◆ **EXERCISE INSTRUCTIONS**: Return each line of the entries that mentions the word "Query".
(Beginning of AVAILABLE DATA)
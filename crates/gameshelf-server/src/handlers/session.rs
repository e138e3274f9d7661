//! Handlers for admin login and session introspection.
//!
//! | Method | Path | Notes |
//! |--------|------|-------|
//! | `POST` | `/login` | Body: `{"username":"...","password":"..."}` |
//! | `GET`  | `/admin/me` | Requires a bearer token |

use axum::extract::State;
use gameshelf_core::store::CatalogStore;
use serde::{Deserialize, Serialize};

use crate::{
  AppState,
  auth::{AdminSession, SessionToken},
  error::ApiError,
  extract::Json,
};

#[derive(Debug, Deserialize)]
pub struct LoginRequest {
  pub username: String,
  pub password: String,
}

/// Public profile of the admin principal.
#[derive(Debug, Serialize)]
pub struct AdminProfile {
  pub username: String,
  pub name:     String,
}

#[derive(Debug, Serialize)]
pub struct LoginResponse {
  #[serde(flatten)]
  pub token: SessionToken,
  pub user:  AdminProfile,
}

fn profile<S: CatalogStore>(state: &AppState<S>) -> AdminProfile {
  AdminProfile {
    username: state.auth.username().to_owned(),
    name:     state.auth.display_name().to_owned(),
  }
}

/// `POST /login`
pub async fn login<S>(
  State(state): State<AppState<S>>,
  Json(body): Json<LoginRequest>,
) -> Result<Json<LoginResponse>, ApiError>
where
  S: CatalogStore + Clone + 'static,
{
  let token = state
    .auth
    .authenticate(&body.username, &body.password)
    .inspect_err(|_| tracing::warn!(username = %body.username, "rejected admin login"))?;

  tracing::info!(username = %body.username, expires_at = %token.expires_at, "admin logged in");
  Ok(Json(LoginResponse { token, user: profile(&state) }))
}

/// `GET /admin/me`
pub async fn me<S>(
  AdminSession(_identity): AdminSession,
  State(state): State<AppState<S>>,
) -> Json<AdminProfile>
where
  S: CatalogStore + Clone + 'static,
{
  Json(profile(&state))
}
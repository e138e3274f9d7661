//! Encoding and decoding helpers between domain types and SQLite columns.
//!
//! Timestamps are stored as fixed-width RFC 3339 strings (microsecond
//! precision, `Z` suffix) so that lexical order equals chronological order.

use chrono::{DateTime, SecondsFormat, Utc};
use gameshelf_core::game::{GamePatch, GameRecord};
use rusqlite::{Row, types::Value};

use crate::{Error, Result};

// ─── DateTime<Utc> ───────────────────────────────────────────────────────────

pub fn encode_dt(dt: DateTime<Utc>) -> String {
  dt.to_rfc3339_opts(SecondsFormat::Micros, true)
}

pub fn decode_dt(s: &str) -> Result<DateTime<Utc>> {
  DateTime::parse_from_rfc3339(s)
    .map(|dt| dt.with_timezone(&Utc))
    .map_err(|e| Error::DateParse(e.to_string()))
}

// ─── Rows ────────────────────────────────────────────────────────────────────

/// Column list matching [`RawGame::from_row`].
pub const GAME_COLUMNS: &str = "id, title, platform, genre, publisher, region, \
                                release_year, price, opened, created_at";

/// A `games` row before timestamp decoding.
pub struct RawGame {
  pub id:           i64,
  pub title:        String,
  pub platform:     String,
  pub genre:        Option<String>,
  pub publisher:    Option<String>,
  pub region:       Option<String>,
  pub release_year: Option<i32>,
  pub price:        Option<f64>,
  pub opened:       bool,
  pub created_at:   String,
}

impl RawGame {
  pub fn from_row(row: &Row<'_>) -> rusqlite::Result<Self> {
    Ok(Self {
      id:           row.get(0)?,
      title:        row.get(1)?,
      platform:     row.get(2)?,
      genre:        row.get(3)?,
      publisher:    row.get(4)?,
      region:       row.get(5)?,
      release_year: row.get(6)?,
      price:        row.get(7)?,
      opened:       row.get(8)?,
      created_at:   row.get(9)?,
    })
  }

  pub fn into_record(self) -> Result<GameRecord> {
    Ok(GameRecord {
      id:           self.id,
      title:        self.title,
      platform:     self.platform,
      genre:        self.genre,
      publisher:    self.publisher,
      region:       self.region,
      release_year: self.release_year,
      price:        self.price,
      opened:       self.opened,
      created_at:   decode_dt(&self.created_at)?,
    })
  }
}

// ─── GamePatch ───────────────────────────────────────────────────────────────

/// The `column = value` pairs an `UPDATE` must set for `patch`, in column
/// order. Fields absent from the patch produce no pair.
pub fn patch_assignments(patch: GamePatch) -> Vec<(&'static str, Value)> {
  let GamePatch {
    title,
    platform,
    genre,
    publisher,
    region,
    release_year,
    price,
    opened,
  } = patch;

  let mut sets = Vec::new();
  if let Some(v) = title {
    sets.push(("title", Value::from(v)));
  }
  if let Some(v) = platform {
    sets.push(("platform", Value::from(v)));
  }
  if let Some(v) = genre {
    sets.push(("genre", Value::from(v)));
  }
  if let Some(v) = publisher {
    sets.push(("publisher", Value::from(v)));
  }
  if let Some(v) = region {
    sets.push(("region", Value::from(v)));
  }
  if let Some(v) = release_year {
    sets.push(("release_year", Value::from(v)));
  }
  if let Some(v) = price {
    sets.push(("price", Value::from(v)));
  }
  if let Some(v) = opened {
    sets.push(("opened", Value::from(v)));
  }
  sets
}
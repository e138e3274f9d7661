//! Handlers for the game catalog.
//!
//! | Method | Path | Notes |
//! |--------|------|-------|
//! | `GET`  | `/games` | `?skip=<n>&limit=<n>`; limit capped at 100 |
//! | `GET`  | `/games/{id}` | 404 if not found |
//! | `POST` | `/admin/games` | Body: [`NewGame`]; returns 201 + stored game |
//! | `PUT`/`PATCH` | `/admin/games/{id}` | Body: [`GamePatch`] |
//! | `DELETE` | `/admin/games/{id}` | Returns a confirmation message |
//! | `POST` | `/admin/games/refresh-prices` | Re-runs price lookup for every game |

use axum::{extract::State, http::StatusCode, response::IntoResponse};
use chrono::{DateTime, Utc};
use gameshelf_core::{
  game::{GamePatch, GameRecord, NewGame},
  store::{CatalogStore, MAX_PAGE_SIZE},
};
use serde::{Deserialize, Serialize};

use crate::{
  AppState,
  auth::AdminSession,
  error::ApiError,
  extract::{Json, Path, Query},
};

// ─── Response shape ───────────────────────────────────────────────────────────

/// A game as presented to clients. Field order is part of the API contract:
/// front-ends render columns in exactly this order.
#[derive(Debug, Serialize)]
pub struct GameResponse {
  pub title:        String,
  pub platform:     String,
  pub genre:        Option<String>,
  pub release_year: Option<i32>,
  pub price:        Option<f64>,
  pub region:       Option<String>,
  pub publisher:    Option<String>,
  pub opened:       bool,
  pub id:           i64,
  pub created_at:   DateTime<Utc>,
}

impl From<GameRecord> for GameResponse {
  fn from(g: GameRecord) -> Self {
    Self {
      title:        g.title,
      platform:     g.platform,
      genre:        g.genre,
      release_year: g.release_year,
      price:        g.price,
      region:       g.region,
      publisher:    g.publisher,
      opened:       g.opened,
      id:           g.id,
      created_at:   g.created_at,
    }
  }
}

// ─── List ─────────────────────────────────────────────────────────────────────

#[derive(Debug, Deserialize)]
pub struct ListParams {
  #[serde(default)]
  pub skip:  u32,
  #[serde(default = "default_limit")]
  pub limit: u32,
}

fn default_limit() -> u32 { MAX_PAGE_SIZE }

/// `GET /games[?skip=<n>][&limit=<n>]`
pub async fn list<S>(
  State(state): State<AppState<S>>,
  Query(params): Query<ListParams>,
) -> Result<Json<Vec<GameResponse>>, ApiError>
where
  S: CatalogStore + Clone + 'static,
{
  let games = state
    .store
    .list(params.skip, params.limit)
    .await
    .map_err(ApiError::store)?;
  Ok(Json(games.into_iter().map(GameResponse::from).collect()))
}

// ─── Get one ──────────────────────────────────────────────────────────────────

/// `GET /games/{id}`
pub async fn get_one<S>(
  State(state): State<AppState<S>>,
  Path(id): Path<i64>,
) -> Result<Json<GameResponse>, ApiError>
where
  S: CatalogStore + Clone + 'static,
{
  let game = state
    .store
    .get(id)
    .await
    .map_err(ApiError::store)?
    .ok_or_else(|| ApiError::game_not_found(id))?;
  Ok(Json(game.into()))
}

// ─── Create ───────────────────────────────────────────────────────────────────

/// `POST /admin/games` — returns 201 + the stored game.
///
/// A caller-supplied `price` is kept as is; otherwise the market price is
/// looked up, and a failed lookup simply leaves `price` empty.
pub async fn create<S>(
  AdminSession(admin): AdminSession,
  State(state): State<AppState<S>>,
  Json(mut body): Json<NewGame>,
) -> Result<impl IntoResponse, ApiError>
where
  S: CatalogStore + Clone + 'static,
{
  body.validate()?;

  if body.price.is_none()
    && let Some(prices) = &state.prices
  {
    body.price = prices.lookup(&body.title, &body.platform).await;
  }

  let game = state.store.create(body).await.map_err(ApiError::store)?;
  tracing::info!(admin = %admin.username, id = game.id, title = %game.title, "created game");
  Ok((StatusCode::CREATED, Json(GameResponse::from(game))))
}

// ─── Update ───────────────────────────────────────────────────────────────────

/// `PUT|PATCH /admin/games/{id}` — only the fields present in the body change.
pub async fn update<S>(
  AdminSession(admin): AdminSession,
  State(state): State<AppState<S>>,
  Path(id): Path<i64>,
  Json(patch): Json<GamePatch>,
) -> Result<Json<GameResponse>, ApiError>
where
  S: CatalogStore + Clone + 'static,
{
  patch.validate()?;

  let game = state
    .store
    .update(id, patch)
    .await
    .map_err(ApiError::store)?
    .ok_or_else(|| ApiError::game_not_found(id))?;
  tracing::info!(admin = %admin.username, id, "updated game");
  Ok(Json(game.into()))
}

// ─── Delete ───────────────────────────────────────────────────────────────────

#[derive(Debug, Serialize)]
pub struct DeleteResponse {
  pub message: String,
  pub game:    GameResponse,
}

/// `DELETE /admin/games/{id}`
pub async fn delete<S>(
  AdminSession(admin): AdminSession,
  State(state): State<AppState<S>>,
  Path(id): Path<i64>,
) -> Result<Json<DeleteResponse>, ApiError>
where
  S: CatalogStore + Clone + 'static,
{
  let game = state
    .store
    .delete(id)
    .await
    .map_err(ApiError::store)?
    .ok_or_else(|| ApiError::game_not_found(id))?;
  tracing::info!(admin = %admin.username, id, title = %game.title, "deleted game");

  Ok(Json(DeleteResponse {
    message: format!("Game '{}' deleted successfully", game.title),
    game:    game.into(),
  }))
}

// ─── Refresh prices ───────────────────────────────────────────────────────────

#[derive(Debug, Serialize)]
pub struct RefreshSummary {
  /// Games a lookup was attempted for.
  pub checked: usize,
  /// Games whose price was overwritten with a fresh one.
  pub updated: usize,
}

/// `POST /admin/games/refresh-prices`
///
/// Games for which no non-zero price is found keep their previous price.
pub async fn refresh_prices<S>(
  AdminSession(admin): AdminSession,
  State(state): State<AppState<S>>,
) -> Result<Json<RefreshSummary>, ApiError>
where
  S: CatalogStore + Clone + 'static,
{
  let prices = state
    .prices
    .as_ref()
    .ok_or_else(|| ApiError::Unavailable("price lookup is disabled".into()))?;

  let mut summary = RefreshSummary { checked: 0, updated: 0 };
  let mut skip = 0;
  loop {
    let page = state
      .store
      .list(skip, MAX_PAGE_SIZE)
      .await
      .map_err(ApiError::store)?;
    let fetched = page.len() as u32;

    for game in page {
      summary.checked += 1;
      // A zero listing is treated as no price at all.
      let Some(price) = prices
        .lookup(&game.title, &game.platform)
        .await
        .filter(|price| *price > 0.0)
      else {
        continue;
      };
      let updated = state
        .store
        .update(game.id, GamePatch::price(price))
        .await
        .map_err(ApiError::store)?;
      if updated.is_some() {
        summary.updated += 1;
      }
    }

    if fetched < MAX_PAGE_SIZE {
      break;
    }
    skip += fetched;
  }

  tracing::info!(
    admin = %admin.username,
    checked = summary.checked,
    updated = summary.updated,
    "refreshed game prices"
  );
  Ok(Json(summary))
}
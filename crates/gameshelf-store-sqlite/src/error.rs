//! Error type for `gameshelf-store-sqlite`.

use thiserror::Error;

#[derive(Debug, Error)]
pub enum Error {
  #[error("database error: {0}")]
  Database(#[from] tokio_rusqlite::Error),

  #[error("date/time parse error: {0}")]
  DateParse(String),
}

pub type Result<T, E = Error> = std::result::Result<T, E>;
(End of AVAILABLE DATA)
◆ **EXERCISE RESULT**:
  extract::{Json, Path, Query},
  Query(params): Query<ListParams>,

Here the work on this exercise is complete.